GLUTEN FREE CARROT CAKE!

I can't believe it's been so long since I've posted! Time has gotten away from me, as with everyone I'm sure! Although I loved the holidays and what they represent, I am kind of glad to be starting a new year. 

Since I didn't get a chance to do very much baking this Christmas, I decided to try out a new gluten free recipe for one of my favorite desserts, CARROT CAKE! I just love carrot cake! 

OF COURSE THE CREAM CHEESE FROSTING MAKES IT EVEN MORE DELICIOUS!

SERVED UP FANCY ON MY CHRISTMAS DISHES, EVEN THOUGH IT'S PAST CHRISTMAS.  I STILL LOVE USING MY CHRISTMAS DISHES THROUGH JANUARY.
THE DELECTABLE FROSTING AND ALL THE WALNUTS INSIDE. OH YUM.
I got the recipe from the Betty Crocker website which has many gluten free recipes.  I love their gluten free products!  I made a few changes which I'll note:


GLUTEN FREE CARROT CAKE

1 box Betty Crocker Gluten Free yellow cake mix
1 c. water (calls for 2/3 cup but that is not enough)
1/2 c. softened butter
1 tsp. ground cinnamon (calls for 1/2 tsp. but I like more cinnamon in mine)
1/4 tsp. nutmeg (I put in 1/2 tsp.)
1 tsp. guar gum (didn't call for this but if you add guar gum, it helps the cake be more spongy)
2 tsp. vanilla (gluten free)
3 eggs
1 cup finely chopped carrots (I used about 1-1/4 cup, makes it moister)
1/2 cup finely chopped pecans or walnuts (I used walnuts)
1/2 cup raisins (optional)

Frosting:

4 oz. softened cream cheese
2 tbs. butter, soft
1/2 tsp gluten free vanilla
2 cups powdered sugar
1 to 3 tbs. milk
Add 1/4 cut coconut to frosting if you desire 

Heat oven to 350 degrees and grease bottoms of two 8 inch square cake pans with cooking spray.

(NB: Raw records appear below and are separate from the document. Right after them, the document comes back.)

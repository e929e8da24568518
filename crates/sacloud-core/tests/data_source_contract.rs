//! Contract Test: Data sources and SSH keys
//!
//! Constraints verified:
//! - Data sources take the first match of their filter
//! - An empty result is an error, never an empty state
//! - Zone records are flattened with MX/SRV fields split out
//! - Generated private keys survive a refresh from the API

mod common;

use common::*;
use sacloud_core::traits::{Dns, DnsRecordSet, VpcRouter, VpcRouterPlan};
use sacloud_core::{Error, Operation, OperationRequest, ResourceData};
use serde_json::{Map, Value, json};
use tokio_test::{assert_err, assert_ok};

fn attrs(value: Value) -> Map<String, Value> {
    value.as_object().cloned().unwrap_or_default()
}

async fn read_data_source(
    provider: &sacloud_core::Provider,
    type_name: &str,
    attributes: Value,
) -> sacloud_core::Result<ResourceData> {
    let response = provider
        .apply(OperationRequest::new(Operation::ReadDataSource, type_name).with_attributes(attrs(attributes)))
        .await?;
    Ok(response.into_state().unwrap_or_default())
}

#[tokio::test]
async fn dns_data_source_reads_zone_and_records() {
    let cloud = RecordingCloud::new();
    let (provider, _) = provider_with_zone(&cloud).await;

    let mut zone = Dns::new("example.net");
    zone.description = "description_test".into();
    zone.tags = vec!["tag1".into(), "tag2".into()];
    zone.add_record(DnsRecordSet::new("www", "A", "192.0.2.1", 300));
    zone.add_record(DnsRecordSet::new_mx("@", "mx.example.net.", 3600, 20));
    zone.add_record(DnsRecordSet::new_srv("_sip._tcp", "sip.example.net.", 300, 1, 5, 5060));
    let zone = cloud.inner().insert_dns(zone).await;

    let d = assert_ok!(
        read_data_source(
            &provider,
            "sakuracloud_dns",
            json!({"filter": {"names": ["example.net"], "tags": ["tag1"]}}),
        )
        .await
    );

    assert_eq!(d.id(), Some(zone.id.as_str()));
    assert_eq!(d.get_string("zone"), "example.net");
    assert_eq!(d.get_string("description"), "description_test");
    assert_eq!(d.get_string_list("dns_servers").len(), 2);

    let records = d.get("record").and_then(Value::as_array).cloned().unwrap_or_default();
    assert_eq!(records.len(), 3);
    assert_eq!(records[1]["priority"], json!(20));
    assert_eq!(records[1]["value"], json!("mx.example.net."));
    assert_eq!(records[2]["port"], json!(5060));
}

#[tokio::test]
async fn dns_data_source_without_match_is_an_error() {
    let cloud = RecordingCloud::new();
    let (provider, _) = provider_with_zone(&cloud).await;

    let err = assert_err!(
        read_data_source(
            &provider,
            "sakuracloud_dns",
            json!({"filter": {"names": ["does-not-exist.example"]}}),
        )
        .await
    );

    assert!(matches!(err, Error::NoResults));
    assert_eq!(
        err.to_string(),
        "Your query returned no results. Please change your filters and try again."
    );
}

#[tokio::test]
async fn vpc_router_data_source_filters_by_tags() {
    let cloud = RecordingCloud::new();
    let (provider, _) = provider_with_zone(&cloud).await;

    cloud
        .inner()
        .insert_vpc_router(VpcRouter {
            name: "router-other".into(),
            tags: vec!["tag1".into()],
            ..Default::default()
        })
        .await;
    let router = cloud
        .inner()
        .insert_vpc_router(VpcRouter {
            name: "router01".into(),
            description: "description_test".into(),
            tags: vec!["tag1".into(), "tag2".into(), "tag3".into()],
            plan: VpcRouterPlan::Premium,
            version: 2,
            zone: "is1b".into(),
            public_ip: Some("203.0.113.10".into()),
            ..Default::default()
        })
        .await;

    let d = assert_ok!(
        read_data_source(
            &provider,
            "sakuracloud_vpc_router",
            json!({"filter": {"tags": ["tag1", "tag3"]}}),
        )
        .await
    );

    assert_eq!(d.id(), Some(router.id.as_str()));
    assert_eq!(d.get_string("name"), "router01");
    assert_eq!(d.get_string("plan"), "premium");
    assert_eq!(d.get_string("public_ip"), "203.0.113.10");

    let err = assert_err!(
        read_data_source(
            &provider,
            "sakuracloud_vpc_router",
            json!({"filter": {"names": ["xxxxxxxxxxx"]}}),
        )
        .await
    );
    assert!(matches!(err, Error::NoResults));
}

#[tokio::test]
async fn ssh_key_update_keeps_public_key() {
    let cloud = RecordingCloud::new();
    let (provider, _) = provider_with_zone(&cloud).await;

    let created = provider
        .apply(
            OperationRequest::new(Operation::Create, "sakuracloud_ssh_key").with_attributes(attrs(json!({
                "name": "deploy",
                "public_key": "ssh-ed25519 AAAA deploy@example"
            }))),
        )
        .await
        .unwrap()
        .into_state()
        .unwrap();
    let id = created.id().unwrap().to_string();
    assert!(!created.get_string("fingerprint").is_empty());

    let mut planned = created.attributes().clone();
    planned.insert("name".into(), json!("deploy-renamed"));
    planned.insert("description".into(), json!("rotated"));
    let updated = assert_ok!(
        provider
            .apply(
                OperationRequest::new(Operation::Update, "sakuracloud_ssh_key")
                    .with_id(id.as_str())
                    .with_attributes(planned)
                    .with_prior(created.attributes().clone()),
            )
            .await
    )
    .into_state()
    .unwrap();

    assert_eq!(updated.get_string("name"), "deploy-renamed");
    assert_eq!(updated.get_string("public_key"), "ssh-ed25519 AAAA deploy@example");

    let deleted = provider
        .apply(
            OperationRequest::new(Operation::Delete, "sakuracloud_ssh_key")
                .with_id(id.as_str())
                .with_attributes(updated.attributes().clone()),
        )
        .await
        .unwrap()
        .into_state()
        .unwrap();
    assert!(deleted.id().is_none());
    assert_eq!(cloud.inner().ssh_key_count().await, 0);
}

#[tokio::test]
async fn generated_private_key_survives_refresh() {
    let cloud = RecordingCloud::new();
    let (provider, _) = provider_with_zone(&cloud).await;

    let created = provider
        .apply(
            OperationRequest::new(Operation::Create, "sakuracloud_ssh_key_gen")
                .with_attributes(attrs(json!({"name": "ci", "pass_phrase": "correct-horse"}))),
        )
        .await
        .unwrap()
        .into_state()
        .unwrap();
    let private_key = created.get_string("private_key");
    assert!(private_key.contains("PRIVATE KEY"));

    let refreshed = provider
        .apply(
            OperationRequest::new(Operation::Read, "sakuracloud_ssh_key_gen")
                .with_id(created.id().unwrap())
                .with_attributes(created.attributes().clone()),
        )
        .await
        .unwrap()
        .into_state()
        .unwrap();

    assert_eq!(refreshed.get_string("private_key"), private_key);
    assert_eq!(refreshed.get_string("public_key"), created.get_string("public_key"));
}

#[tokio::test]
async fn short_pass_phrase_is_rejected() {
    let cloud = RecordingCloud::new();
    let (provider, _) = provider_with_zone(&cloud).await;

    let err = assert_err!(
        provider
            .apply(
                OperationRequest::new(Operation::Create, "sakuracloud_ssh_key_gen")
                    .with_attributes(attrs(json!({"name": "ci", "pass_phrase": "short"}))),
            )
            .await
    );
    assert!(matches!(err, Error::InvalidInput(_)));
    assert_eq!(cloud.inner().ssh_key_count().await, 0);
}
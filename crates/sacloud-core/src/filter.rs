//! Search filters for data sources
//!
//! Data sources accept a `filter` block:
//!
//! ```json
//! { "filter": { "id": "113000000001", "names": ["example"], "tags": ["prod"] } }
//! ```
//!
//! The HTTP backend translates a [`SearchFilter`] into the API `Filter`
//! object; the in-memory backend evaluates it with [`SearchFilter::matches`].
//! Both follow the API semantics: every name is a case-insensitive partial
//! match and every tag must be present.

use serde::{Deserialize, Serialize};

use crate::error::{Error, Result};
use crate::schema::ResourceData;

/// Attribute name of the filter block in data source schemas
pub const FILTER_ATTR_NAME: &str = "filter";

/// Default page size for find requests
pub const DEFAULT_FIND_COUNT: usize = 100;

/// Conditions narrowing a find request
#[derive(Debug, Clone, Default, PartialEq, Eq, Serialize, Deserialize)]
pub struct SearchFilter {
    /// Exact resource id
    #[serde(default, skip_serializing_if = "Option::is_none")]
    pub id: Option<String>,
    /// Partial name matches, all must hit
    #[serde(default, skip_serializing_if = "Vec::is_empty")]
    pub names: Vec<String>,
    /// Tags, all must be present
    #[serde(default, skip_serializing_if = "Vec::is_empty")]
    pub tags: Vec<String>,
}

impl SearchFilter {
    /// True when no condition is set
    pub fn is_empty(&self) -> bool {
        self.id.is_none() && self.names.is_empty() && self.tags.is_empty()
    }

    /// Evaluate the filter against a resource
    pub fn matches(&self, id: &str, name: &str, tags: &[String]) -> bool {
        if let Some(ref want) = self.id
            && want != id
        {
            return false;
        }

        let name = name.to_lowercase();
        if !self
            .names
            .iter()
            .all(|n| name.contains(&n.to_lowercase()))
        {
            return false;
        }

        self.tags.iter().all(|t| tags.contains(t))
    }
}

/// A find request
#[derive(Debug, Clone, PartialEq, Eq, Serialize, Deserialize)]
pub struct FindCondition {
    pub filter: SearchFilter,
    pub count: usize,
}

impl FindCondition {
    pub fn new(filter: SearchFilter) -> Self {
        Self {
            filter,
            count: DEFAULT_FIND_COUNT,
        }
    }
}

impl Default for FindCondition {
    fn default() -> Self {
        Self::new(SearchFilter::default())
    }
}

/// Build a [`SearchFilter`] from the `filter` block of a data source
///
/// A missing block yields an empty filter (matches everything).
pub fn expand_search_filter(d: &ResourceData) -> Result<SearchFilter> {
    match d.get(FILTER_ATTR_NAME) {
        None => Ok(SearchFilter::default()),
        Some(value) if value.is_null() => Ok(SearchFilter::default()),
        Some(value) => {
            let mut filter: SearchFilter = serde_json::from_value(value.clone())
                .map_err(|e| Error::invalid_input(format!("invalid filter block: {}", e)))?;
            filter.id = filter.id.filter(|id| !id.is_empty());
            filter.names.retain(|n| !n.is_empty());
            filter.tags.retain(|t| !t.is_empty());
            Ok(filter)
        }
    }
}

#[cfg(test)]
mod tests {
    use super::*;
    use serde_json::json;

    fn tags(values: &[&str]) -> Vec<String> {
        values.iter().map(|s| s.to_string()).collect()
    }

    #[test]
    fn empty_filter_matches_everything() {
        let filter = SearchFilter::default();
        assert!(filter.is_empty());
        assert!(filter.matches("1", "anything", &[]));
    }

    #[test]
    fn names_are_partial_case_insensitive_and_all_required() {
        let filter = SearchFilter {
            names: vec!["Example".into(), "com".into()],
            ..Default::default()
        };

        assert!(filter.matches("1", "www.example.com", &[]));
        assert!(!filter.matches("1", "www.example.net", &[]));
    }

    #[test]
    fn every_tag_must_be_present() {
        let filter = SearchFilter {
            tags: tags(&["tag1", "tag3"]),
            ..Default::default()
        };

        assert!(filter.matches("1", "router", &tags(&["tag1", "tag2", "tag3"])));
        assert!(!filter.matches("1", "router", &tags(&["tag1", "tag2"])));
    }

    #[test]
    fn id_is_exact() {
        let filter = SearchFilter {
            id: Some("113000000001".into()),
            ..Default::default()
        };

        assert!(filter.matches("113000000001", "a", &[]));
        assert!(!filter.matches("1130000000010", "a", &[]));
    }

    #[test]
    fn expand_drops_blank_entries() {
        let mut d = ResourceData::new();
        d.set(
            FILTER_ATTR_NAME,
            json!({"id": "", "names": ["", "foo"], "tags": ["prod", ""]}),
        );

        let filter = expand_search_filter(&d).unwrap();
        assert_eq!(filter.id, None);
        assert_eq!(filter.names, vec!["foo".to_string()]);
        assert_eq!(filter.tags, vec!["prod".to_string()]);
    }

    #[test]
    fn expand_rejects_malformed_block() {
        let mut d = ResourceData::new();
        d.set(FILTER_ATTR_NAME, json!({"names": "not-a-list"}));

        assert!(matches!(
            expand_search_filter(&d),
            Err(Error::InvalidInput(_))
        ));
    }
}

FOR CAKE: In large bowl, beat cake mix, water, butter , cinnamon, nutmeg, vanilla and eggs on low speed for 30 seconds. Then beat on medium speed for 2 minutes, scraping bowl often. Once blended and mixed well, then mix in by hand, the carrots and nuts.  Spread half in each pan.

Bake about 30 minutes or until toothpick comes out clean.  Check sooner to be sure you don't overbake!  This is the secret.... DON'T OVERBAKE!  Cool competely before frosting, or if you just can't wait, have the frosting ready, and make it a little thinner so you can drizzle it over a hot piece of cake right from the oven!  That is what I usually do.

FROSTING:  Beat all frosting ingredients together in a bowl on low speed. Add milk gradually, starting with 1-2 tbs and add powdered sugar gradually until frosting is smooth and the consistency you want.  Make it thicker if you want to frost your cake after it has cooled.  Make it thinner if you would like to drizzle it over a warm cake.

AND THEN ENJOY!  This is the BEST carrot cake I've made that is gluten free.  It is moist and flavorful and you can't eat just one piece.

HAPPY BAKING (AND EATING)!!!!!!!!

2 comments:

  1. Thanks for the recipe Marilyn! It looks absolutely delicious!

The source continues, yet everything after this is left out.